New Plant-Based Bottles Degrade In Only a Year – And Could Herald The End Of Plastic

by San Eli News

Environmental pollution is one of the main problems of modern society. It is causing severe and irreparable damage to nature and human society and its major effects on wildlife and ecosystems are increasingly felt these days.

Plastic and microplastics have severely polluted the oceans and water supplies, leaching carcinogenic toxins and chemicals into the environment.

Plastic has undoubtedly revolutionized the fields of medicine, transportation, hygiene, high technology, and food preservation, but single-use disposables largely contribute to the vicious cycle of increased plastic waste and pollution.

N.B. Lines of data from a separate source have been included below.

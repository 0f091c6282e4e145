use ringbuf::traits::Consumer;
use wardsim_audio::sink::AudioSink;
use wardsim_audio::{decode_base64_pcm, ManualSink};

use base64::engine::general_purpose::STANDARD as BASE64_STANDARD;
use base64::Engine;

fn encode_pcm(samples: &[i16]) -> String {
    let mut bytes = Vec::with_capacity(samples.len() * 2);
    for s in samples {
        bytes.extend_from_slice(&s.to_le_bytes());
    }
    BASE64_STANDARD.encode(&bytes)
}

#[test]
fn test_decode_then_schedule_pipeline() {
    // A full utterance of 0.5s at 24kHz, delivered base64-wrapped
    let pcm: Vec<i16> = (0..12000).map(|i| ((i % 100) * 300) as i16).collect();
    let payload = encode_pcm(&pcm);

    let samples = decode_base64_pcm(&payload).unwrap();
    assert_eq!(samples.len(), 12000);
    assert!(samples.iter().all(|s| (-1.0..=1.0).contains(s)));

    let mut sink = ManualSink::new(24000);
    let timing = sink.schedule_chunk(&samples);
    assert_eq!(timing.start, 0.0);
    assert!((timing.duration() - 0.5).abs() < 1e-9);
}

#[test]
fn test_multi_chunk_utterance_is_gapless() {
    let mut sink = ManualSink::new(24000);
    // Three chunks of one utterance arriving back to back
    let t1 = sink.schedule_chunk(&vec![0.0; 4800]);
    let t2 = sink.schedule_chunk(&vec![0.0; 4800]);
    let t3 = sink.schedule_chunk(&vec![0.0; 4800]);
    assert_eq!(t1.end, t2.start);
    assert_eq!(t2.end, t3.start);
    assert!((t3.end - 0.6).abs() < 1e-9);
}

#[test]
fn test_playback_continues_while_clock_runs() {
    let mut sink = ManualSink::new(24000);
    let t1 = sink.schedule_chunk(&vec![0.0; 24000]);
    // Clock mid-chunk: next chunk still queues after the first
    sink.set_now(0.5);
    let t2 = sink.schedule_chunk(&vec![0.0; 24000]);
    assert_eq!(t2.start, t1.end);
    // Clock past everything: next chunk starts fresh at now
    sink.set_now(5.0);
    let t3 = sink.schedule_chunk(&vec![0.0; 24000]);
    assert_eq!(t3.start, 5.0);
}

#[test]
fn test_ring_buffer_receives_device_sink_samples() {
    use wardsim_audio::create_ring_buffer;
    // DeviceSink itself needs a live clock, but the ring plumbing it uses
    // is observable directly.
    let (mut prod, mut cons) = create_ring_buffer(8192);
    use ringbuf::traits::Producer;
    let samples: Vec<f32> = decode_base64_pcm(&encode_pcm(&[16384, -16384])).unwrap();
    prod.push_slice(&samples);
    let mut out = vec![0.0f32; 2];
    cons.pop_slice(&mut out);
    assert!((out[0] - 0.5).abs() < 1e-6);
    assert!((out[1] + 0.5).abs() < 1e-6);
}
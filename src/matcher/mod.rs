//! Suffix matching and next-segment completion over the path cache.
//!
//! Every operation here funnels entries through [`live::live_survivors`], so
//! the stale-entry policy lives in one place: an entry is surfaced only after
//! a fresh directory check, and entries failing it are dropped silently.

pub mod completion;
pub mod live;
pub mod matching;

pub use completion::{CompletionOptions, complete};
pub use live::{DirectoryProbe, FsProbe, live_survivors, strip_trailing_separator};
pub use matching::{match_at, match_word};
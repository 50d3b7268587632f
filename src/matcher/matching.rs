use std::io;
use std::path::MAIN_SEPARATOR;

use super::live::{DirectoryProbe, live_survivors, strip_trailing_separator};
use crate::error::LcdError;
use crate::models::MatchSet;

/// Segment-aligned suffix predicate for a normalized word
///
/// An empty word accepts everything; otherwise the entry must end with
/// `SEP + word`, so `c` matches `/a/b/c` but not `/a/b/cmd` or `/a/bc`.
fn suffix_predicate(word: &str) -> impl Fn(&str) -> bool {
    let suffix = if word.is_empty() { String::new() } else { format!("{MAIN_SEPARATOR}{word}") };
    move |path: &str| path.ends_with(&suffix)
}

/// Iterator over the live entries matching `word`
fn matching_entries<I, P>(
    word: &str,
    entries: I,
    probe: &P,
) -> impl Iterator<Item = io::Result<String>>
where
    I: IntoIterator<Item = io::Result<String>>,
    P: DirectoryProbe + ?Sized,
{
    let matches = suffix_predicate(word);
    live_survivors(entries, probe, move |path| matches(path).then(|| path.to_string()))
}

/// Collect every live cache entry whose trailing segments equal `word`
///
/// `word` loses a single trailing separator before matching, so `lcd/` and
/// `lcd` are the same query. Entries are returned without their trailing
/// separator, in cache order.
///
/// # Errors
///
/// - [`LcdError::NotFound`] when nothing survives
/// - [`LcdError::Io`] when the cache stream fails
pub fn match_word<I, P>(word: &str, entries: I, probe: &P) -> Result<MatchSet, LcdError>
where
    I: IntoIterator<Item = io::Result<String>>,
    P: DirectoryProbe + ?Sized,
{
    let word = strip_trailing_separator(word);
    let survivors = matching_entries(word, entries, probe).collect::<io::Result<Vec<_>>>()?;

    if survivors.is_empty() {
        return Err(LcdError::not_found(word));
    }
    Ok(MatchSet::new(word, survivors))
}

/// Return the `index`-th (1-based) survivor of [`match_word`]
///
/// Scanning stops as soon as the requested survivor is found.
///
/// # Errors
///
/// - [`LcdError::NotFound`] without a position when nothing survives at all
/// - [`LcdError::NotFound`] with `position: Some(index)` when fewer than
///   `index` entries survive (`index == 0` always lands here)
pub fn match_at<I, P>(word: &str, index: usize, entries: I, probe: &P) -> Result<String, LcdError>
where
    I: IntoIterator<Item = io::Result<String>>,
    P: DirectoryProbe + ?Sized,
{
    let word = strip_trailing_separator(word);
    let mut seen = 0;

    for survivor in matching_entries(word, entries, probe) {
        let survivor = survivor?;
        seen += 1;
        if seen == index {
            return Ok(survivor);
        }
    }

    if seen == 0 {
        Err(LcdError::not_found(word))
    } else {
        Err(LcdError::not_found_at(word, index))
    }
}

#[cfg(test)]
mod tests {
    use std::collections::HashSet;

    use super::*;

    fn sep(path: &str) -> String {
        path.replace('/', &MAIN_SEPARATOR.to_string())
    }

    fn cache(paths: &[&str]) -> Vec<io::Result<String>> {
        paths.iter().map(|p| Ok(sep(p))).collect()
    }

    /// Probe that treats the given paths as the only existing directories
    fn live_dirs(paths: &[&str]) -> impl Fn(&str) -> bool + use<> {
        let live: HashSet<String> = paths.iter().map(|p| sep(p)).collect();
        move |p: &str| live.contains(p)
    }

    #[test]
    fn test_match_is_segment_aligned() {
        let probe = live_dirs(&["/a/b/c", "/a/b/c/cmd"]);
        let set = match_word("c", cache(&["/a/b/c", "/a/b/c/cmd"]), &probe).unwrap();
        assert_eq!(set.entries(), [sep("/a/b/c")]);
    }

    #[test]
    fn test_match_does_not_match_partial_segment() {
        let probe = live_dirs(&["/src/abc"]);
        let result = match_word("bc", cache(&["/src/abc"]), &probe);
        assert!(matches!(result, Err(LcdError::NotFound { position: None, .. })));
    }

    #[test]
    fn test_match_skips_stale_entries() {
        let probe = live_dirs(&["/x/glpk"]);
        let set = match_word("glpk", cache(&["/x/glpk", "/y/glpk"]), &probe).unwrap();
        assert_eq!(set.entries(), [sep("/x/glpk")]);
    }

    #[test]
    fn test_match_strips_trailing_separators() {
        let probe = live_dirs(&["/home/user/lukpank"]);
        let set = match_word(&sep("lukpank/"), cache(&["/home/user/lukpank/"]), &probe).unwrap();
        assert_eq!(set.word(), "lukpank");
        assert_eq!(set.first(), sep("/home/user/lukpank"));
    }

    #[test]
    fn test_match_multi_segment_word() {
        let probe = live_dirs(&["/go/lcd/cmd/lcd", "/go/lcd"]);
        let set =
            match_word(&sep("cmd/lcd"), cache(&["/go/lcd", "/go/lcd/cmd/lcd"]), &probe).unwrap();
        assert_eq!(set.entries(), [sep("/go/lcd/cmd/lcd")]);
    }

    #[test]
    fn test_match_preserves_cache_order() {
        let probe = live_dirs(&["/z/lcd", "/a/lcd", "/m/lcd"]);
        let set = match_word("lcd", cache(&["/z/lcd", "/a/lcd", "/m/lcd"]), &probe).unwrap();
        assert_eq!(set.entries(), [sep("/z/lcd"), sep("/a/lcd"), sep("/m/lcd")]);
        assert_eq!(set.first(), sep("/z/lcd"));
    }

    #[test]
    fn test_match_empty_word_lists_live_directories() {
        let probe = live_dirs(&["/a", "/a/b"]);
        let set = match_word("", cache(&["/a", "/gone", "/a/b/"]), &probe).unwrap();
        assert_eq!(set.entries(), [sep("/a"), sep("/a/b")]);
    }

    #[test]
    fn test_match_not_found_when_everything_is_stale() {
        let probe = live_dirs(&[]);
        let err = match_word("glpk", cache(&["/y/glpk"]), &probe).unwrap_err();
        assert_eq!(err.to_string(), "no directory matching 'glpk'");
    }

    #[test]
    fn test_match_propagates_io_errors() {
        let entries = vec![Ok(sep("/a/lcd")), Err(io::Error::other("disk gone"))];
        let result = match_word("lcd", entries, &live_dirs(&["/a/lcd"]));
        assert!(matches!(result, Err(LcdError::Io(_))));
    }

    #[test]
    fn test_match_is_idempotent() {
        let probe = live_dirs(&["/a/lcd", "/b/lcd"]);
        let paths = ["/a/lcd", "/b/lcd", "/c/lcd"];
        let first = match_word("lcd", cache(&paths), &probe).unwrap();
        let second = match_word("lcd", cache(&paths), &probe).unwrap();
        assert_eq!(first, second);
    }

    #[test]
    fn test_match_at_picks_nth_survivor() {
        let probe = live_dirs(&["/go/lcd", "/go/lcd/cmd/lcd"]);
        let paths = ["/go/lcd", "/stale/lcd", "/go/lcd/cmd/lcd"];

        assert_eq!(match_at("lcd", 1, cache(&paths), &probe).unwrap(), sep("/go/lcd"));
        assert_eq!(match_at("lcd", 2, cache(&paths), &probe).unwrap(), sep("/go/lcd/cmd/lcd"));
    }

    #[test]
    fn test_match_at_agrees_with_match_word() {
        let probe = live_dirs(&["/1/x", "/2/x", "/3/x"]);
        let paths = ["/1/x", "/0/x", "/2/x", "/3/x"];
        let all = match_word("x", cache(&paths), &probe).unwrap();

        for (i, expected) in all.entries().iter().enumerate() {
            assert_eq!(&match_at("x", i + 1, cache(&paths), &probe).unwrap(), expected);
        }
    }

    #[test]
    fn test_match_at_out_of_range_is_distinct() {
        let probe = live_dirs(&["/go/lcd", "/go/lcd/cmd/lcd"]);
        let paths = ["/go/lcd", "/go/lcd/cmd/lcd"];

        let out_of_range = match_at("lcd", 3, cache(&paths), &probe).unwrap_err();
        let missing = match_at("zzz", 1, cache(&paths), &probe).unwrap_err();

        assert!(matches!(out_of_range, LcdError::NotFound { position: Some(3), .. }));
        assert!(matches!(missing, LcdError::NotFound { position: None, .. }));
        assert_ne!(out_of_range.to_string(), missing.to_string());
    }

    #[test]
    fn test_match_at_zero_never_succeeds() {
        let probe = live_dirs(&["/go/lcd"]);
        let err = match_at("lcd", 0, cache(&["/go/lcd"]), &probe).unwrap_err();
        assert!(matches!(err, LcdError::NotFound { position: Some(0), .. }));
    }

    #[test]
    fn test_match_at_stops_scanning_after_hit() {
        let probe = live_dirs(&["/a/lcd"]);
        // The error after the hit is never reached
        let entries = vec![Ok(sep("/a/lcd")), Err(io::Error::other("unreachable"))];
        assert_eq!(match_at("lcd", 1, entries, &probe).unwrap(), sep("/a/lcd"));
    }
}
//! Menu state and event handling.
//!
//! `MenuApp` owns the candidate list, the filter query being typed, the
//! indices of the candidates currently surviving the filter and the highlighted
//! row. It starts in filter-entry mode with an empty query, so every candidate
//! is visible until the user types.
//!
//! The loop in [`MenuApp::run`] takes its actions from a closure, which lets
//! tests drive the menu with scripted keystrokes on a `TestBackend`.

use std::io;

use ratatui::Terminal;
use ratatui::backend::Backend;

use super::events::Action;
use super::rendering::{RenderState, render_ui};
use crate::selector::FilterPredicate;

/// Rows skipped by PageUp/PageDown
const PAGE_SIZE: isize = 10;

/// Upper bound on the query length
const MAX_QUERY_LEN: usize = 256;

/// How the menu ended
#[derive(Debug, Clone, PartialEq, Eq)]
pub enum MenuOutcome {
    Selected(String),
    Cancelled,
}

pub struct MenuApp {
    candidates: Vec<String>,
    filter: FilterPredicate,
    query: String,
    visible: Vec<usize>,
    selected_idx: usize,
    outcome: Option<MenuOutcome>,
}

impl MenuApp {
    pub fn new(candidates: Vec<String>, filter: FilterPredicate) -> Self {
        let visible = (0..candidates.len()).collect();
        Self { candidates, filter, query: String::new(), visible, selected_idx: 0, outcome: None }
    }

    /// Draw, wait for an action, apply it; until the menu has an outcome
    pub fn run<B, E>(&mut self, terminal: &mut Terminal<B>, mut next_action: E) -> io::Result<MenuOutcome>
    where
        B: Backend,
        E: FnMut() -> io::Result<Action>,
    {
        loop {
            if let Some(outcome) = self.outcome.take() {
                return Ok(outcome);
            }

            terminal.draw(|f| {
                let visible = self.visible_candidates();
                let state = RenderState {
                    query: &self.query,
                    candidates: &visible,
                    selected_idx: self.selected_idx,
                    total_count: self.candidates.len(),
                };
                render_ui(f, &state);
            })?;

            let action = next_action()?;
            self.handle_action(action);
        }
    }

    /// Candidates surviving the current query, in original order
    pub fn visible_candidates(&self) -> Vec<&str> {
        self.visible.iter().map(|&idx| self.candidates[idx].as_str()).collect()
    }

    pub fn selected(&self) -> Option<&str> {
        self.visible.get(self.selected_idx).map(|&idx| self.candidates[idx].as_str())
    }

    fn handle_action(&mut self, action: Action) {
        match action {
            Action::Cancel => self.outcome = Some(MenuOutcome::Cancelled),
            Action::ClearQuery => {
                if self.query.is_empty() {
                    self.outcome = Some(MenuOutcome::Cancelled);
                } else {
                    self.query.clear();
                    self.refilter();
                }
            }
            Action::MoveUp => self.move_selection(-1),
            Action::MoveDown => self.move_selection(1),
            Action::PageUp => self.move_selection(-PAGE_SIZE),
            Action::PageDown => self.move_selection(PAGE_SIZE),
            Action::Confirm => {
                // Nothing to confirm while the filter hides everything
                if let Some(path) = self.selected() {
                    self.outcome = Some(MenuOutcome::Selected(path.to_string()));
                }
            }
            Action::UpdateQuery(c) => self.update_query(c),
            Action::DeleteChar => {
                if self.query.pop().is_some() {
                    self.refilter();
                }
            }
            Action::DeleteWord => self.delete_word(),
            Action::ClearLine => {
                if !self.query.is_empty() {
                    self.query.clear();
                    self.refilter();
                }
            }
            Action::Redraw | Action::None => {}
        }
    }

    fn move_selection(&mut self, delta: isize) {
        let total = self.visible.len();
        if total == 0 {
            self.selected_idx = 0;
            return;
        }

        let new_idx = (self.selected_idx as isize + delta).max(0) as usize;
        self.selected_idx = new_idx.min(total - 1);
    }

    fn update_query(&mut self, c: char) {
        if self.query.len() < MAX_QUERY_LEN {
            self.query.push(c);
            self.refilter();
        }
    }

    /// Drop trailing whitespace, then the last word
    fn delete_word(&mut self) {
        let trimmed_len = self.query.trim_end().len();
        let word_start = self.query[..trimmed_len]
            .char_indices()
            .rev()
            .find(|(_, c)| c.is_whitespace())
            .map_or(0, |(i, c)| i + c.len_utf8());
        if word_start != self.query.len() {
            self.query.truncate(word_start);
            self.refilter();
        }
    }

    /// Recompute survivors and reset the highlight to the first one
    fn refilter(&mut self) {
        let filter = self.filter;
        let query = self.query.as_str();
        self.visible = self
            .candidates
            .iter()
            .enumerate()
            .filter(|(_, candidate)| filter(query, candidate))
            .map(|(idx, _)| idx)
            .collect();
        self.selected_idx = 0;
    }
}
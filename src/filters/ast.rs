/// A single whitespace-separated filter token
#[derive(Debug, Clone, PartialEq, Eq)]
pub enum FilterTerm {
    /// Candidate must contain the substring
    Include(String),
    /// Candidate must not contain the substring
    Exclude(String),
}

impl FilterTerm {
    pub fn matches(&self, candidate: &str) -> bool {
        match self {
            FilterTerm::Include(needle) => candidate.contains(needle.as_str()),
            FilterTerm::Exclude(needle) => !candidate.contains(needle.as_str()),
        }
    }
}

/// Conjunction of filter terms: a candidate survives only if every term holds
#[derive(Debug, Clone, PartialEq, Eq, Default)]
pub struct FilterExpr {
    pub terms: Vec<FilterTerm>,
}

impl FilterExpr {
    pub fn new() -> Self {
        Self::default()
    }

    pub fn add_term(&mut self, term: FilterTerm) {
        self.terms.push(term);
    }

    pub fn is_empty(&self) -> bool {
        self.terms.is_empty()
    }
}
use super::ast::FilterExpr;
use super::parser::parse_filter;

/// Whether `candidate` satisfies every term of `filter`
///
/// An empty filter keeps everything.
pub fn evaluate_filter(candidate: &str, filter: &FilterExpr) -> bool {
    filter.terms.iter().all(|term| term.matches(candidate))
}

/// Indices of the candidates surviving `filter`, in their original order
pub fn apply_filter<S: AsRef<str>>(candidates: &[S], filter: &FilterExpr) -> Vec<usize> {
    candidates
        .iter()
        .enumerate()
        .filter(|(_, candidate)| evaluate_filter(candidate.as_ref(), filter))
        .map(|(idx, _)| idx)
        .collect()
}

/// Parse raw menu input and test one candidate against it
///
/// This is the default [`crate::selector::FilterPredicate`].
pub fn matches_input(input: &str, candidate: &str) -> bool {
    evaluate_filter(candidate, &parse_filter(input))
}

The UN estimates that 100 million tons of plastic are now accumulated in the oceans, and a report prepared for the 2016 World Economic Forum in Davos, Switzerland, predicted that plastic waste in the ocean will outweigh all fish by 2050.

Together with paper packaging material developer BillerudKorsnäs and bottle manufacturing specialist ALPLA, Dutch biochemical company Avantium is fundraising for their pioneering project, The Paper Bottle Project, that will sustainably convert grown crops into a plant-based plastic and could permanently change the way beverages are packaged.

The project has gained the attention of Danish beer manufacturer Carlsberg and multinational food and beverage titans Coca-Cola and Danone.

They signaled that they believe that a new plant-based plastic created from sugars extracted from sustainably-grown plants could replace fossil fuel-based plastics.

Avantium CEO Tom van Aken explained that they attempt to kick-start investment in a revolutionary new bioplastic plant in the Netherlands.

The brewery giant Carlsberg Group intends to sell its pilsner in cardboard bottles lined on the inside with the plant plastic soon.

Avantium posted a picture of Carlsberg’s paper bottle on Instagram, and Marcel Lubben, Avantium’s Managing Director, said:

“Participating in the Paper Bottle Project and collaborating with like-minded companies within the Paboco Pioneer Community — from bottle manufacturers to consumer brands — on developing new sustainable packaging material is a great opportunity for Avantium.

It is a milestone in the development of high-value applications such as specialty bottles. The Paper Bottle shows how we, together with partners, can use innovation to help shape packaging for a circular and sustainable future.”

The bio-refinery would break down sustainable plant sugars from corn, wheat, or beets into basic chemical structures that would later be rearranged for the creation of the new plant-based plastic.

The company intends to shift from raw food materials to plant sugars derived from sustainably sourced bio-waste. Avantium claims that its plant plastic is strong enough to contain carbonated drinks.

The bottles will be made from ‘PEF’, which is an entirely plant-based and recyclable polymer, with superior barrier and thermal properties to standard PEF.

Trials have shown that the plant plastic would decompose in a year using a composter and a few years longer when left outdoors.

Yet, Van Aken explains that it should be recycled, and added:

“This plastic has very attractive sustainability credentials because it uses no fossil fuels, and can be recycled – but would also degrade in nature much faster than normal plastics do.”

The project, which could land in supermarket shelves as soon as 2023, has been supported by Coca-Cola and Danone, both of which have been criticized for their contribution to the 300 million tons of fossil fuel-based plastic produced annually.

Van Aken stated that he hopes to have a major investment in the bioplastics plant by the end of 2020, and despite the coronavirus lockdown, the project has continued.

Later in the summer, they will reveal partnerships with other food and drink companies.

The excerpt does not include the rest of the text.